It’s always interesting to hear what Ryan Petersen of Flexport has to say about trade. In addition to being a top executive in the shipping 3PL arena, he’s often an astute economic observer.
And he’s echoing a refrain lots of ocean shipping customers are singing. Predictability and sticking to schedules is very important. How many times do ocean carriers have to hear the message?
It goes on and on. Truckers at ports are constantly being rattled by individual contract specifications that are probable violations of law. Chassis, as usual, are one of the flash points. There’s always something new to write about when we look at chassis use around ports.

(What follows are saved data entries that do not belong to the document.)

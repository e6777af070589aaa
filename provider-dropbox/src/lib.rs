//! # Dropbox Provider
//!
//! Implements the `RangeFetcher` trait for the Dropbox HTTP API, the
//! second cloud backend media can be streamed from. Identical shape to
//! the Drive provider; only the HTTP calls differ.
//!
//! ## Overview
//!
//! This module provides:
//! - Content length lookup via `files/get_metadata`
//! - Sequential ranged downloads via `files/download` with a `Range`
//!   header and the `Dropbox-API-Arg` path argument

pub mod error;
pub mod source;
pub mod types;

pub use error::{DropboxError, Result};
pub use source::DropboxRangeFetcher;
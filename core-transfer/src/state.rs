//! Durable Session Record
//!
//! A single JSON file at a fixed path records the in-flight transfer.
//! Its existence is the mutual-exclusion primitive: at most one
//! transfer session per installation, and a fresh `initialise` while
//! the file exists fails loudly.
//!
//! The write is flushed to disk before the first chunk is transferred,
//! so a crash between initiation and the first chunk still resumes
//! correctly from offset 0. An absent or unreadable file means Idle,
//! never an error.

use serde::{Deserialize, Serialize};
use std::fs;
use std::io::Write;
use std::path::{Path, PathBuf};
use tracing::{debug, warn};

use crate::error::{Result, TransferError};

/// Persisted record of an in-flight transfer.
#[derive(Debug, Clone, PartialEq, Eq, Serialize, Deserialize)]
pub struct SessionState {
    /// Provider-assigned resumable session URL
    pub upload_url: String,

    /// Opaque identifier of the chunk source's target
    pub source_descriptor: String,

    /// Declared content length in bytes, immutable once set
    pub total_length: u64,
}

/// Load/save/clear interface over the session record file.
pub struct SessionStateStore {
    path: PathBuf,
}

impl SessionStateStore {
    pub fn new(path: impl Into<PathBuf>) -> Self {
        Self { path: path.into() }
    }

    pub fn path(&self) -> &Path {
        &self.path
    }

    /// Read the persisted record. Absent means Idle; an unreadable
    /// record is discarded and also means Idle.
    pub fn load(&self) -> Result<Option<SessionState>> {
        let bytes = match fs::read(&self.path) {
            Ok(bytes) => bytes,
            Err(e) if e.kind() == std::io::ErrorKind::NotFound => return Ok(None),
            Err(e) => {
                return Err(TransferError::State(format!(
                    "reading {}: {}",
                    self.path.display(),
                    e
                )))
            }
        };

        match serde_json::from_slice(&bytes) {
            Ok(state) => Ok(Some(state)),
            Err(e) => {
                warn!(
                    path = %self.path.display(),
                    error = %e,
                    "session record unreadable, treating as idle"
                );
                let _ = fs::remove_file(&self.path);
                Ok(None)
            }
        }
    }

    /// Persist the record, flushing to disk before returning. Must
    /// complete before the first chunk goes out.
    pub fn save(&self, state: &SessionState) -> Result<()> {
        if let Some(parent) = self.path.parent() {
            fs::create_dir_all(parent).map_err(|e| {
                TransferError::State(format!("creating {}: {}", parent.display(), e))
            })?;
        }

        let json = serde_json::to_vec(state)
            .map_err(|e| TransferError::State(format!("serializing session record: {}", e)))?;

        let write = || -> std::io::Result<()> {
            let mut file = fs::File::create(&self.path)?;
            file.write_all(&json)?;
            file.sync_all()
        };
        write().map_err(|e| {
            TransferError::State(format!("writing {}: {}", self.path.display(), e))
        })?;

        debug!(path = %self.path.display(), total_length = state.total_length, "session record saved");
        Ok(())
    }

    /// Remove the record. Idempotent: clearing an absent record is ok.
    pub fn clear(&self) -> Result<()> {
        match fs::remove_file(&self.path) {
            Ok(()) => {
                debug!(path = %self.path.display(), "session record cleared");
                Ok(())
            }
            Err(e) if e.kind() == std::io::ErrorKind::NotFound => Ok(()),
            Err(e) => Err(TransferError::State(format!(
                "removing {}: {}",
                self.path.display(),
                e
            ))),
        }
    }
}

The article has a series of links to past stories in this chain of events, making it quite easy to follow. At play is a $1.8 billion lawsuit against OCEMA, the ocean carriers’ vehicle for providing chassis for their containers.
Because of US liability laws the ocean carriers didn’t want to own chassis in the US. They then found that in the US they could not force truckers to own chassis. there’s a nice game theoretic reason why that won’t work economically. So they (and others) had to create pools. But now they want to control the pool activities. You can’t have it both ways– be out of the business, and running it at the same time!
Is PSR just another shorthand for cost cutting? It seems shippers think they are getting more financial responsibility for admin and maintenance now that most class I rails have adopted PSR practices.
Firms are usually trying to save money. And with the declines and constraints of COVID-19, I’m sure cost cutting is being practiced. but are shippers seeing the short end of the stick on important practices?
It would not surprise me; perhaps rails need a warning to shape up.